Lectura inmersa, tecnologías de pantalla y flexibilidad de pensamiento

Galo Guerrero-Jiménez

La manera de leer, hoy en día, depende del soporte en que leamos. No es lo mismo leer un texto impreso que leer en las tecnologías de pantalla. Y si a esta realidad se suma el comportamiento personal que cada lector tiene para adentrarse en un mundo de palabras que a veces le es totalmente desconocido porque, en muchos de los casos, al hablar de la lectura de estudio que los docentes y alumnos ejercen en la escolaridad y en la educación superior, parte siempre de una actividad obligada, en la que solo se lee para cumplir una tarea, pero no para  adentrarse en el conocimiento o en la información que el texto contiene para que, desde un hecho consciente, tanto lingüística como cognitivamente, y de conformidad con un propósito determinado, se pueda leer, con profundidad para saborear estética y mentalmente de la belleza sensual, sensible, incluso técnica, científica y/o humanística que un texto bien leído, sobre todo desde la lectura inmersa, despierta en cada lector  con la finura personal y los modos de pensar que se despiertan de manera paulatina, y en la medida en que con el poder de su concentración, avance, página tras página, hasta que, ese historial lector le dé forma a su experiencia en el mundo, dado que pudo captar la atención de ese espacio de palabras que fenomenológica y hermenéuticamente el ojo del lector las va receptando y, luego, el cerebro, procesando, como si, en efecto, se tratase de “un territorio real, como ‘país de las maravillas’, que las palabras, el diálogo entre el maestro y los alumnos iluminan. Un universo imaginario que se despierta en el fluir de esas páginas, en el contacto físico con ellas. Sabemos que nos esperan, que vuelven de nuevo a nuestras manos. Todo un ritual de la lectura que ha creado una forma singular de amistarnos con la vida” (Lledó, 2022).
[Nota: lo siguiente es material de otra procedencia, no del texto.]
use serde::{Serialize, Deserialize};
use sea_orm::entity::prelude::*;

#[derive(Clone, Debug, PartialEq, DeriveEntityModel, Serialize, Deserialize)]
#[sea_orm(table_name = "capstone_projects")]
pub struct Model {
    #[sea_orm(primary_key)]
    pub id: i32,
    pub course_id: i32,
    pub title: String,
    #[sea_orm(column_type = "Text")]
    pub description: String,
    #[sea_orm(column_type = "Text")]
    pub deliverables: String,
    pub estimated_hours: i32,
    pub order: i32,             // index UNIQUE (course_id, order), cf. db::ensure_schema
}

#[derive(Copy, Clone, Debug, EnumIter, DeriveRelation)]
pub enum Relation {
    #[sea_orm(
        belongs_to = "super::courses::Entity",
        from = "Column::CourseId",
        to = "super::courses::Column::Id",
        on_delete = "Cascade"
    )]
    Course,

    #[sea_orm(has_many = "super::project_enrollments::Entity")]
    ProjectEnrollments,
}

impl Related<super::courses::Entity> for Entity {
    fn to() -> RelationDef {
        Relation::Course.def()
    }
}

impl Related<super::project_enrollments::Entity> for Entity {
    fn to() -> RelationDef {
        Relation::ProjectEnrollments.def()
    }
}

impl ActiveModelBehavior for ActiveModel {}
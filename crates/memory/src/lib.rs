//! Remembered facts for prospector: the `MemoryStore` and its snapshot backends.

pub mod noop;
pub mod in_memory;
pub mod file_backend;
pub mod store;
pub mod inputs;

use std::path::Path;
use std::sync::Arc;

pub use noop::NoopMemory;
pub use in_memory::InMemoryBackend;
pub use file_backend::FileBackend;
pub use store::MemoryStore;
pub use inputs::{InputKind, InputSpec, coerce, parse_required_inputs};

use prospector_core::memory::SnapshotBackend;

/// Build a snapshot backend by config name ("file", "in_memory", "none").
pub fn backend_from_name(name: &str, file: &Path) -> Arc<dyn SnapshotBackend> {
    match name {
        "in_memory" => Arc::new(InMemoryBackend::new()),
        "none" => Arc::new(NoopMemory),
        _ => Arc::new(FileBackend::new(file)),
    }
}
Desde esta perspectiva, y porque una gran mayoría de lectores hoy lo hace desde las tecnologías de pantalla, de hecho, lo primero que hace, sea estudiante, investigador, profesional o lector común, es posesionarse de la lectura global, dado que, “los medios de pantalla nos han enseñado cómo procesar gran cantidad de información en poco tiempo y como orientarnos en el entorno a que esta información se refiere” (Kovac, 2022), hasta que localizamos el texto que más nos interesa para, ahora sí, entrar en una lectura en profundidad, la cual, por supuesto, necesita del siguiente paso, la lectura inmersa que, propiamente, se desarrolla con la lectura de textos en físico, pero que, el lector formado, enormemente preocupado por aprender, investigar, o simplemente por deleitarse y disfrutar de la lectura, también puede, en la pantalla, desarrollar  “la capacidad de una concentración duradera que aumenta considerablemente los modos de pensar desarrollados con el uso de las tecnologías de pantalla” (Kovac), en especial, la lectura de textos científicos, divulgativos, literarios y de entretenimiento.

En toco caso, sea cual fuere el soporte de los textos, lo esencial es que el lector, al aplicar los tres tipos de lectura: global, en profundidad e inmersa, necesita estar concentrado, dado que, “con la lectura en silencio nos identificamos tanto con el texto que nos olvidamos por completo del mundo que nos rodea. De este modo, a veces vamos adquiriendo nuevas palabras, nuevos significados de palabras conocidas, nuevas expresiones y, con ello, nuevas conexiones cerebrales. Entonces leemos en profundidad” (Kocav, 2022), porque estaremos en condiciones de comprender, analizar, reflexionar, cuestionar, criticar y, por supuesto, disfrutar de la lectura de un texto, por riguroso que este sea en su concepción conceptual e ideológica; y, ante todo, pensando en que nuestra flexibilidad de pensamiento nos conducirá a ser eficaces y eficientes tanto cognitiva, estética y éticamente en cada asunto humano que, con la pasión adecuada, nos encamine a canalizar humanísticamente nuestros proyectos de vida.